Mais il y a eu des moments difficiles encore, j’ai failli mourir « virtuellement » car la logique de l’argent pousse certains professionnels à réfléchir en frais vétérinaires sans penser à la valeur de la vie. Mais mon humain a sacrifié ses économies pour payer une facture qui m’a évité l’euthanasie, j’avais 6 ans. Quelques années après, c’est lui qui n’avait plus d’argent, et qui ne savait plus comment s’en sortir pour payer nos frais. Mais une âme charitable lui a donné de quoi s’en sortir et c’est à cette époque qu’un autre humain est entré dans ma vie. Elle ne venait pas du métier qui exploite, elle nous aime juste pour ce que nous sommes. Je peux vous dire qu’elle aime profondément les animaux, humains ou non humains. 

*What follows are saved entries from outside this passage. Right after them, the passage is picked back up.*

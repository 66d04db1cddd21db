//! Sending mechanisms and the table that selects them.

use crate::connection::Connection;
use crate::negotiation::NegotiationContext;
use async_trait::async_trait;
use std::collections::BTreeMap;
use std::fmt;
use std::sync::Arc;

/// A way of moving bytes once negotiation has agreed on it.
///
/// From the moment `execute` is called the executor is the only writer of
/// progress, error and done for the context's transfer, and is expected to
/// watch the context's cancel signal at its own suspension points.
#[async_trait]
pub trait TransferExecutor: Send + Sync {
    /// Run the transfer described by `ctx` over `conn`
    async fn execute(&self, conn: Arc<dyn Connection>, ctx: NegotiationContext);
}

/// Immutable mechanism id to executor table
#[derive(Clone, Default)]
pub struct MechanismRegistry {
    mechanisms: BTreeMap<String, Arc<dyn TransferExecutor>>,
}

impl fmt::Debug for MechanismRegistry {
    fn fmt(&self, f: &mut fmt::Formatter<'_>) -> fmt::Result {
        f.debug_struct("MechanismRegistry")
            .field("mechanisms", &self.mechanisms.keys().collect::<Vec<_>>())
            .finish()
    }
}

impl MechanismRegistry {
    /// Start building a registry
    pub fn builder() -> MechanismRegistryBuilder {
        MechanismRegistryBuilder::default()
    }

    /// Executor registered for `mechanism`
    pub fn dispatch(&self, mechanism: &str) -> Option<Arc<dyn TransferExecutor>> {
        self.mechanisms.get(mechanism).cloned()
    }

    /// Registered mechanism ids, in the order they are offered
    pub fn mechanisms(&self) -> impl Iterator<Item = &str> {
        self.mechanisms.keys().map(String::as_str)
    }

    /// Number of registered mechanisms
    pub fn len(&self) -> usize {
        self.mechanisms.len()
    }

    /// Whether nothing is registered
    pub fn is_empty(&self) -> bool {
        self.mechanisms.is_empty()
    }
}

/// Builder for [`MechanismRegistry`]
#[derive(Default)]
pub struct MechanismRegistryBuilder {
    mechanisms: BTreeMap<String, Arc<dyn TransferExecutor>>,
}

impl MechanismRegistryBuilder {
    /// Register `executor` under `mechanism`, replacing any earlier entry
    pub fn register(
        mut self,
        mechanism: impl Into<String>,
        executor: Arc<dyn TransferExecutor>,
    ) -> Self {
        self.mechanisms.insert(mechanism.into(), executor);
        self
    }

    /// Freeze the table
    pub fn build(self) -> MechanismRegistry {
        MechanismRegistry {
            mechanisms: self.mechanisms,
        }
    }
}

Avec les années, je prenais de l’âge bien sûr et je me suis chopé une hernie, et du coup mon frère m’a dit que j’étais en retraite, j’avais 12 ans. Je n’ai pas tout compris au principe, mais si je dois résumer, c’est que je me réveille quand je veux, je mange quand je veux et je fais ce que je veux avec mes potes et plus personne ne me monte dessus. Bon quelques années plus tard, ce grand cornichon a voulu remonter sur mon dos, je ne sais pas trop pourquoi car bon, mon dos, c’est plus ce que c’était mais j’y suis allé pour lui faire plaisir. J’ai bien tenté de le foutre par terre pour lui faire comprendre ma désapprobation, mais il s’accroche encore bien le vieux, et pis bon je ne voulais pas lui faire mal. 

Et après ce fut fini, il m’a dit que plus jamais il ne me ferait ça, et que d’ailleurs avec sa copine il avait décidé de ne plus faire de mal à aucun animal. Pour moi je pensais que c’était déjà fait, mais je ne savais pas qu’il mangeait des animaux. Et là j’ai compris ce que c’était l’élevage, ce qu’on faisait à mes semblables et ce à quoi j’avais échappé. 

Et cette vidéo est venue raviver des souvenirs difficiles pour mon humain, il ne s’imaginait pas qu’un tel lieu était si proche de nous et c’est pour ça qu’il me dit de vous dire qu’il faut « stopper cette barbarie, en finir avec le spécisme et se battre pour la libération animale ».